■ **WHAT IS NEEDED**: Filter the data for lines with the word "container" and copy those lines.

■ **MATERIAL FOR THIS EXERCISE**:
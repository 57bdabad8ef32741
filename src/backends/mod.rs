/* This Source Code Form is subject to the terms of the Mozilla Public
 * License, v. 2.0. If a copy of the MPL was not distributed with this
 * file, You can obtain one at http://mozilla.org/MPL/2.0/. */

pub mod cosmos;
pub mod memory;

pub use cosmos::CosmosBackend;
pub use memory::InMemoryBackend;
/* This Source Code Form is subject to the terms of the Mozilla Public
 * License, v. 2.0. If a copy of the MPL was not distributed with this
 * file, You can obtain one at http://mozilla.org/MPL/2.0/. */

//! The narrow contract the remote document store must satisfy (spec.md §4.1).

use crate::document::Document;
use crate::error::BackendError;

/// Identity of a (provider, endpoint, database, container) tuple. Namespaces
/// a target's entry in the state file (spec.md §3, §4.2).
pub fn compute_target_fingerprint(provider: &str, endpoint: &str, database: &str, container: &str) -> String {
    use serde_json::json;
    use sha2::{Digest, Sha256};
    // Field order is fixed here (not alphabetical, unlike document ids) so
    // the fingerprint function reads as "the tuple, in the order callers
    // name it" -- it only needs to be stable across calls made by this
    // binary and its replicas, which a BTreeMap-backed object already is.
    let value = json!({
        "provider": provider,
        "endpoint": endpoint,
        "database": database,
        "container": container,
    });
    let bytes = serde_json::to_vec(&value).expect("fingerprint tuple is always serializable");
    let mut hasher = Sha256::new();
    hasher.update(&bytes);
    hex::encode(hasher.finalize())
}

/// Everything the sync engine requires from a remote document store.
///
/// Error policy (spec.md §4.1): every operation fails with a single
/// transport/availability error; the engine does not distinguish
/// provider-specific codes and aborts the current cycle on any `Err`.
#[async_trait::async_trait]
pub trait Backend: Send + Sync {
    /// Idempotent: ensures the remote container exists and is ready to
    /// receive upserts partitioned by document `kind`.
    async fn initialize(&self) -> Result<(), BackendError>;

    /// Writes each document by its `id`; last writer wins. Safe to call
    /// with ids that already exist remotely.
    async fn upsert_documents(&self, docs: &[Document]) -> Result<(), BackendError>;

    /// Returns all documents with `updatedAtEpoch > since_epoch`, ascending
    /// by `updatedAtEpoch`. May return more than strictly new documents;
    /// the importer's dedup keys make over-fetching harmless.
    async fn fetch_documents_updated_since(&self, since_epoch: i64) -> Result<Vec<Document>, BackendError>;

    /// Releases remote resources. Optional — the default is a no-op.
    async fn close(&self) -> Result<(), BackendError> {
        Ok(())
    }

    /// Human-readable identity used in logs.
    fn label(&self) -> &str;

    /// Stable identifier for this (provider, endpoint, database, container)
    /// tuple; used as the state file's key for this target.
    fn target_fingerprint(&self) -> &str;
}

#[cfg(test)]
mod tests {
    use super::*;

    #[test]
    fn fingerprint_is_deterministic_and_sensitive_to_every_field() {
        let base = compute_target_fingerprint("azure-cosmos", "https://a", "db", "ctr");
        assert_eq!(base, compute_target_fingerprint("azure-cosmos", "https://a", "db", "ctr"));
        assert_ne!(base, compute_target_fingerprint("azure-cosmos", "https://b", "db", "ctr"));
        assert_ne!(base, compute_target_fingerprint("azure-cosmos", "https://a", "db2", "ctr"));
        assert_ne!(base, compute_target_fingerprint("azure-cosmos", "https://a", "db", "ctr2"));
    }
}
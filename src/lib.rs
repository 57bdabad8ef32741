/* This Source Code Form is subject to the terms of the Mozilla Public
 * License, v. 2.0. If a copy of the MPL was not distributed with this
 * file, You can obtain one at http://mozilla.org/MPL/2.0/. */

//! Bidirectional sync between a local relational store of conversational
//! memory records and a shared remote document store.

pub mod backend;
pub mod backends;
pub mod config;
pub mod document;
pub mod error;
pub mod import;
pub mod model;
pub mod orchestrator;
pub mod queue;
pub mod schema;
pub mod state;
pub mod store;

pub use backend::Backend;
pub use config::{build_engine, Settings};
pub use document::{Document, DocumentKind};
pub use error::{BackendError, EngineError, Result};
pub use model::{ObservationRow, SessionRow, SessionStatus, SummaryRow, UserPromptRow};
pub use orchestrator::SyncEngine;
pub use state::{StateStore, TargetState};
pub use store::LocalStore;
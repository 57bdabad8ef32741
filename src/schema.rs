/* This Source Code Form is subject to the terms of the Mozilla Public
 * License, v. 2.0. If a copy of the MPL was not distributed with this
 * file, You can obtain one at http://mozilla.org/MPL/2.0/. */

//! Minimal local schema (§3.1). Intentionally thin — a host application
//! owns its real schema; this exists so the crate is self-contained and
//! testable on its own.

use rusqlite::Connection;

const CREATE_SCHEMA_SQL: &str = "
CREATE TABLE IF NOT EXISTS sessions (
    content_session_id  TEXT PRIMARY KEY,
    memory_session_id   TEXT UNIQUE,
    project             TEXT NOT NULL,
    user_prompt         TEXT NOT NULL,
    custom_title        TEXT,
    started_at          TEXT NOT NULL,
    started_at_epoch    INTEGER NOT NULL,
    completed_at        TEXT,
    completed_at_epoch  INTEGER,
    status              TEXT NOT NULL
);
CREATE INDEX IF NOT EXISTS idx_sessions_started_at_epoch ON sessions(started_at_epoch);

CREATE TABLE IF NOT EXISTS user_prompts (
    content_session_id  TEXT NOT NULL,
    prompt_number       INTEGER NOT NULL,
    project             TEXT NOT NULL,
    prompt_text         TEXT NOT NULL,
    created_at          TEXT NOT NULL,
    created_at_epoch    INTEGER NOT NULL,
    PRIMARY KEY (content_session_id, prompt_number)
);
CREATE INDEX IF NOT EXISTS idx_user_prompts_created_at_epoch ON user_prompts(created_at_epoch);

CREATE TABLE IF NOT EXISTS observations (
    memory_session_id   TEXT NOT NULL,
    project             TEXT NOT NULL,
    text                TEXT NOT NULL,
    type                TEXT NOT NULL,
    title               TEXT,
    subtitle            TEXT,
    facts               TEXT,
    narrative           TEXT,
    concepts            TEXT,
    files_read          TEXT,
    files_modified      TEXT,
    prompt_number       INTEGER,
    discovery_tokens    INTEGER,
    created_at          TEXT NOT NULL,
    created_at_epoch    INTEGER NOT NULL
);
CREATE INDEX IF NOT EXISTS idx_observations_created_at_epoch ON observations(created_at_epoch);
CREATE INDEX IF NOT EXISTS idx_observations_memory_session_id ON observations(memory_session_id);

CREATE TABLE IF NOT EXISTS summaries (
    memory_session_id   TEXT NOT NULL,
    project             TEXT NOT NULL,
    title               TEXT,
    narrative           TEXT,
    facts               TEXT,
    concepts            TEXT,
    prompt_number       INTEGER,
    discovery_tokens    INTEGER,
    created_at          TEXT NOT NULL,
    created_at_epoch    INTEGER NOT NULL
);
CREATE INDEX IF NOT EXISTS idx_summaries_created_at_epoch ON summaries(created_at_epoch);
CREATE INDEX IF NOT EXISTS idx_summaries_memory_session_id ON summaries(memory_session_id);
";

/// Idempotent: safe to call against an existing, already-initialized
/// connection, matching the teacher's migration `init()` treating an
/// up-to-date schema as success rather than an error.
pub fn init(conn: &Connection) -> rusqlite::Result<()> {
    conn.execute_batch("PRAGMA foreign_keys = ON; PRAGMA journal_mode = WAL;")?;
    conn.execute_batch(CREATE_SCHEMA_SQL)?;
    Ok(())
}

■ **PROBLEM SOLUTION**:
/// Identity of a (provider, endpoint, database, container) tuple. Namespaces
pub fn compute_target_fingerprint(provider: &str, endpoint: &str, database: &str, container: &str) -> String {
        "container": container,
    /// Idempotent: ensures the remote container exists and is ready to
    /// Stable identifier for this (provider, endpoint, database, container)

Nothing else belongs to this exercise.